The coronavirus crisis could cost economies in the Asia-Pacific region $211 billion this year, sending growth to its lowest level in more than a decade as governments struggle to combat the disease, S&P Global Ratings warned on March 6 in a report.
In a worst-case scenario, China could see growth of less than three per cent, while Japan, Australia and Hong Kong could “flirt with recession”, the report said.
Hong Kong, which suffered its first recession last year since 2008, is tipped to shrink further. The city, along with Singapore, Thailand, and Vietnam would be the hardest hit, with tourism – which has been battered globally – accounting for around ten per cent of growth on average.
S&P said it expected the region to grow four per cent this year from the supply and demand shocks. That compares with a 4.8 per cent estimate given in December and would be the worst performance since a contraction in 2008 caused by the global financial crisis.

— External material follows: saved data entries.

/*!
The persistent key-value store used by the Rentscope client runtime.

# Why a port?

The session, the locale controller and the gateway client all need a small amount of
durable state: the authentication token, the cached user and the selected language.
In a browser that's local storage; in a CLI it's a file on disk; in a test suite it's a
hash map.

Instead of reaching for a concrete storage API, every component depends on
[`KeyValueStore`], a thin handle around your chosen [`KeyValueBackend`].

# Semantics

Keys and values are plain strings.
Every write is a single atomic key write: there are no cross-key transactions. Concurrent
writers may interleave, but a key's value is always whatever the last writer set.
*/
mod store_;

pub use store_::{KeyValueBackend, KeyValueStore};

pub mod errors {
    //! Errors that can occur when interacting with a key-value backend.
    pub use crate::store_::errors::*;
}

pub mod keys {
    //! The well-known keys written by the Rentscope client runtime.

    /// The bearer token of the current session.
    pub const TOKEN: &str = "token";
    /// The JSON-encoded user object cached at login time.
    pub const USER: &str = "user";
    /// A transient role override, attached to outgoing requests as `X-User-Role`.
    pub const ROLE_OVERRIDE: &str = "temp_admin_role";
    /// The language code selected by the user.
    pub const LANGUAGE: &str = "language";
    /// Unix time, in milliseconds, of the most recent crawl task submission.
    pub const LAST_CRAWL_TASK_START_TIME: &str = "lastCrawlTaskStartTime";
}
use std::fmt::Display;

use reqwest::Method;
use serde::Serialize;
use serde_json::Value;

use crate::{GatewayClient, GatewayError, RequestOptions};

#[derive(Debug, Clone, Copy)]
pub struct Analysis<'a> {
    pub(crate) client: &'a GatewayClient,
}

impl Analysis<'_> {
    /// Ask the backend to run an analysis.
    pub async fn run<B: Serialize + ?Sized>(&self, request: &B) -> Result<Value, GatewayError> {
        let options = RequestOptions::new().json(request)?;
        self.client.send(Method::POST, "/analysis/run", options).await
    }

    pub async fn results<P: Serialize + ?Sized>(&self, params: &P) -> Result<Value, GatewayError> {
        let options = RequestOptions::new().query(params)?;
        self.client
            .send(Method::GET, "/analysis/results", options)
            .await
    }

    pub async fn result(&self, result_id: impl Display) -> Result<Value, GatewayError> {
        self.client
            .send(
                Method::GET,
                &format!("/analysis/results/{result_id}"),
                RequestOptions::new(),
            )
            .await
    }

    /// The kinds of analysis the backend supports.
    pub async fn types(&self) -> Result<Value, GatewayError> {
        self.client
            .send(Method::GET, "/analysis/types", RequestOptions::new())
            .await
    }
}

“Asia-Pacific’s outlook has darkened due to the global spread of the coronavirus,” the report said, adding that “this will exert domestic supply-and-demand shocks in Japan and South Korea. It will mean weaker external demand from the US and Europe.”
China’s growth worst in three decades
The report said economies were suffering from the double-whammy of weak demand as consumers stay home for fear of catching the disease, as well as falling supplies as industries are rocked by shutdowns.
China’s economy – which was already stuttering before the crisis struck – is estimated to expand by just 4.8 per cent this year, which would be the worst in three decades. However, in the worst case, which “assumes localised reinfections as people return to work and the re-imposition of some restrictions on activity” growth could crash to just 2.9 per cent.
Still, S&P did say that economies would likely see healthy rebounds.
“A recovery is likely to be delayed until the third quarter if signs emerge by the second quarter that the virus is globally contained,” the report said.
“We assume that the coronavirus will not permanently impair the labour force, the capital stock or productivity – hence, the region’s economies should be employing as many people and producing as much output by the end of 2021 as it would have done in the absence of the virus.”